*** Data under study ***

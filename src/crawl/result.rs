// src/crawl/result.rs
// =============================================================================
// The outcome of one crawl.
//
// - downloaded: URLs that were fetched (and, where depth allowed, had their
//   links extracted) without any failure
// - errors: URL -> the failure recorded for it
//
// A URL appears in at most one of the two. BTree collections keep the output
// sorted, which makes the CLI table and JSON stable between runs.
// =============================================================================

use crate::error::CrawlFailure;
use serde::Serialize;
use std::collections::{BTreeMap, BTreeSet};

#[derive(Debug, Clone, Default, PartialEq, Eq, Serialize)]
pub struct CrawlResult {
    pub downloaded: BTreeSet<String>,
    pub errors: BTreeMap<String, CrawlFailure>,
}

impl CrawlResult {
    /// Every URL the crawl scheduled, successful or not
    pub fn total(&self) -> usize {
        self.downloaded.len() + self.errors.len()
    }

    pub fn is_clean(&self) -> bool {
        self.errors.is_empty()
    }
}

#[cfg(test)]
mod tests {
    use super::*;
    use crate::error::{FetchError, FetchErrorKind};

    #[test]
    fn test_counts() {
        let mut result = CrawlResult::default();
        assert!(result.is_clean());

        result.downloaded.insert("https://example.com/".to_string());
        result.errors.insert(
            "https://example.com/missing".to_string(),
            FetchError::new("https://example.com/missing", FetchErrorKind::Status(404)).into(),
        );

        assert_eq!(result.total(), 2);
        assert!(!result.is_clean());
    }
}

*** End of Data under study ***

What you need to do> Copy every line of the records above, starting with the first, up to and including the line containing "stable between runs.".

Task response>
filename src/crawl/result.rs
// src/crawl/result.rs
// =============================================================================
// The outcome of one crawl.
//
// - downloaded: URLs that were fetched (and, where depth allowed, had their
//   links extracted) without any failure
// - errors: URL -> the failure recorded for it
//
// A URL appears in at most one of the two. BTree collections keep the output
// sorted, which makes the CLI table and JSON stable between runs.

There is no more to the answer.